Hate Towards the Political Opponent: A Twitter Corpus Study of the 2020 US Elections on the Basis of Offensive Speech and Stance Detection
This work provides a novel annotated corpus for computational modeling of offensive language with stances, addressing the problem of understanding political polarization on social media for researchers in NLP and social science, though it is incremental as it applies existing methods to a new dataset.
The study analyzed 3000 tweets from the 2020 US Elections to investigate hateful and offensive communication among supporters of Biden and Trump by combining hate/offensive speech detection with stance detection, finding that BERT classifiers achieved high F1 scores for detecting supporters (0.89 for Trump, 0.91 for Biden) but lower scores for detecting opposition (0.79 and 0.64) and offensive speech (0.53).
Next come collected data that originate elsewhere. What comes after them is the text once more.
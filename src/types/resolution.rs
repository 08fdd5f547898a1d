//! Grid resolution types.
//!
//! A resolution is the number of cells along each logical axis. Grids
//! have `n + 1` points along an axis with `n` cells.

use std::fmt;

use crate::error::ConfigurationError;
use crate::types::Axis;

/// Upper bound on the point count of an accepted grid.
///
/// Every per-point array (coordinates) and per-cell array (up to six
/// tetrahedra of four indices) must stay addressable.
const MAX_GRID_POINTS: usize = isize::MAX as usize / 256;

fn check_axis(axis: Axis, n: usize) -> Result<usize, ConfigurationError> {
    if n == 0 {
        Err(ConfigurationError::ZeroResolution { axis })
    } else {
        Ok(n)
    }
}

/// Reject grids whose point count Π(n + 1) exceeds [`MAX_GRID_POINTS`].
fn check_size(cells: &[usize]) -> Result<(), ConfigurationError> {
    let points = cells
        .iter()
        .try_fold(1usize, |acc, &n| acc.checked_mul(n.checked_add(1)?));
    match points {
        Some(p) if p <= MAX_GRID_POINTS => Ok(()),
        _ => Err(ConfigurationError::TooLarge {
            cells: cells.to_vec(),
        }),
    }
}

/// 1D grid resolution (number of segments).
#[derive(Clone, Copy, Debug, PartialEq, Eq, Hash)]
pub struct Resolution1D {
    n: usize,
}

impl Resolution1D {
    /// Create a 1D resolution.
    ///
    /// # Panics
    ///
    /// Panics if `n` is zero.
    pub fn new(n: usize) -> Self {
        assert!(n > 0, "n must be positive, got {}", n);
        assert!(check_size(&[n]).is_ok(), "resolution {} is too large", n);
        Self { n }
    }

    /// Create a 1D resolution, rejecting zero and oversized grids.
    pub fn try_new(n: usize) -> Result<Self, ConfigurationError> {
        let n = check_axis(Axis::X, n)?;
        check_size(&[n])?;
        Ok(Self { n })
    }

    /// Number of segments.
    #[inline]
    pub fn n(&self) -> usize {
        self.n
    }

    /// Number of grid points.
    #[inline]
    pub fn total_points(&self) -> usize {
        self.n + 1
    }
}

impl fmt::Display for Resolution1D {
    fn fmt(&self, f: &mut fmt::Formatter<'_>) -> fmt::Result {
        write!(f, "{}", self.n)
    }
}

/// 2D grid resolution (number of cells in each direction).
///
/// Provides a strongly-typed way to specify mesh resolution,
/// preventing mix-ups between nx/ny and other integer parameters.
///
/// # Example
///
/// ```
/// use structmesh::types::Resolution2D;
///
/// let res = Resolution2D::new(10, 5);
/// assert_eq!(res.nx(), 10);
/// assert_eq!(res.ny(), 5);
/// assert_eq!(res.total_cells(), 50);
/// assert_eq!(res.total_points(), 66);
/// ```
#[derive(Clone, Copy, Debug, PartialEq, Eq, Hash)]
pub struct Resolution2D {
    /// Number of cells in x-direction
    nx: usize,
    /// Number of cells in y-direction
    ny: usize,
}

impl Resolution2D {
    /// Create a 2D resolution.
    ///
    /// # Panics
    ///
    /// Panics if either `nx` or `ny` is zero, or the grid is too large.
    pub fn new(nx: usize, ny: usize) -> Self {
        assert!(nx > 0, "nx must be positive, got {}", nx);
        assert!(ny > 0, "ny must be positive, got {}", ny);
        assert!(check_size(&[nx, ny]).is_ok(), "resolution {}×{} is too large", nx, ny);
        Self { nx, ny }
    }

    /// Create a resolution, rejecting zero cell counts and oversized grids.
    pub fn try_new(nx: usize, ny: usize) -> Result<Self, ConfigurationError> {
        let nx = check_axis(Axis::X, nx)?;
        let ny = check_axis(Axis::Y, ny)?;
        check_size(&[nx, ny])?;
        Ok(Self { nx, ny })
    }

    /// Number of cells in x-direction.
    #[inline]
    pub fn nx(&self) -> usize {
        self.nx
    }

    /// Number of cells in y-direction.
    #[inline]
    pub fn ny(&self) -> usize {
        self.ny
    }

    /// Total number of cells.
    #[inline]
    pub fn total_cells(&self) -> usize {
        self.nx * self.ny
    }

    /// Number of points in the structured grid.
    #[inline]
    pub fn total_points(&self) -> usize {
        (self.nx + 1) * (self.ny + 1)
    }
}

impl fmt::Display for Resolution2D {
    fn fmt(&self, f: &mut fmt::Formatter<'_>) -> fmt::Result {
        write!(f, "{}×{}", self.nx, self.ny)
    }
}

/// 3D grid resolution.
#[derive(Clone, Copy, Debug, PartialEq, Eq, Hash)]
pub struct Resolution3D {
    nx: usize,
    ny: usize,
    nz: usize,
}

impl Resolution3D {
    /// Create a 3D resolution.
    ///
    /// # Panics
    ///
    /// Panics if any cell count is zero, or the grid is too large.
    pub fn new(nx: usize, ny: usize, nz: usize) -> Self {
        assert!(nx > 0, "nx must be positive, got {}", nx);
        assert!(ny > 0, "ny must be positive, got {}", ny);
        assert!(nz > 0, "nz must be positive, got {}", nz);
        assert!(
            check_size(&[nx, ny, nz]).is_ok(),
            "resolution {}×{}×{} is too large",
            nx,
            ny,
            nz
        );
        Self { nx, ny, nz }
    }

    /// Create a 3D resolution, rejecting zero cell counts and oversized grids.
    pub fn try_new(nx: usize, ny: usize, nz: usize) -> Result<Self, ConfigurationError> {
        let nx = check_axis(Axis::X, nx)?;
        let ny = check_axis(Axis::Y, ny)?;
        let nz = check_axis(Axis::Z, nz)?;
        check_size(&[nx, ny, nz])?;
        Ok(Self { nx, ny, nz })
    }

    /// Create a cube resolution.
    pub fn cube(n: usize) -> Self {
        Self::new(n, n, n)
    }

    /// Resolve partially specified resolution parameters.
    ///
    /// Omitted `ny` and `nz` fall back to `nx`, except that `nz` has no
    /// default once `ny` is given.
    ///
    /// # Example
    ///
    /// ```
    /// use structmesh::types::Resolution3D;
    ///
    /// assert_eq!(Resolution3D::resolve(4, None, None).unwrap(), Resolution3D::cube(4));
    /// assert_eq!(
    ///     Resolution3D::resolve(4, None, Some(2)).unwrap(),
    ///     Resolution3D::new(4, 4, 2)
    /// );
    /// assert!(Resolution3D::resolve(4, Some(2), None).is_err());
    /// ```
    pub fn resolve(
        nx: usize,
        ny: Option<usize>,
        nz: Option<usize>,
    ) -> Result<Self, ConfigurationError> {
        let (ny, nz) = match (ny, nz) {
            (None, None) => (nx, nx),
            (None, Some(nz)) => (nx, nz),
            (Some(ny), Some(nz)) => (ny, nz),
            (Some(ny), None) => return Err(ConfigurationError::MissingNz { ny }),
        };
        Self::try_new(nx, ny, nz)
    }

    /// Number of cells in x-direction.
    #[inline]
    pub fn nx(&self) -> usize {
        self.nx
    }

    /// Number of cells in y-direction.
    #[inline]
    pub fn ny(&self) -> usize {
        self.ny
    }

    /// Number of cells in z-direction.
    #[inline]
    pub fn nz(&self) -> usize {
        self.nz
    }

    /// Total number of cells.
    #[inline]
    pub fn total_cells(&self) -> usize {
        self.nx * self.ny * self.nz
    }

    /// Number of points in the structured grid.
    #[inline]
    pub fn total_points(&self) -> usize {
        (self.nx + 1) * (self.ny + 1) * (self.nz + 1)
    }
}

impl fmt::Display for Resolution3D {
    fn fmt(&self, f: &mut fmt::Formatter<'_>) -> fmt::Result {
        write!(f, "{}×{}×{}", self.nx, self.ny, self.nz)
    }
}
The 2020 US Elections have been, more than ever before, characterized by social media campaigns and mutual accusations. We investigate in this paper if this manifests also in online communication of the supporters of the candidates Biden and Trump, by uttering hateful and offensive communication. We formulate an annotation task, in which we join the tasks of hateful/offensive speech detection and stance detection, and annotate 3000 Tweets from the campaign period, if they express a particular stance towards a candidate. Next to the established classes of favorable and against, we add mixed and neutral stances and also annotate if a candidate is mentioned without an opinion expression. Further, we annotate if the tweet is written in an offensive style. This enables us to analyze if supporters of Joe Biden and the Democratic Party communicate differently than supporters of Donald Trump and the Republican Party. A BERT baseline classifier shows that the detection if somebody is a supporter of a candidate can be performed with high quality (.89 F1 for Trump and .91 F1 for Biden), while the detection that somebody expresses to be against a candidate is more challenging (.79 F1 and .64 F1, respectively). The automatic detection of hate/offensive speech remains challenging (with .53 F1). Our corpus is publicly available and constitutes a novel resource for computational modelling of offensive language under consideration of stances.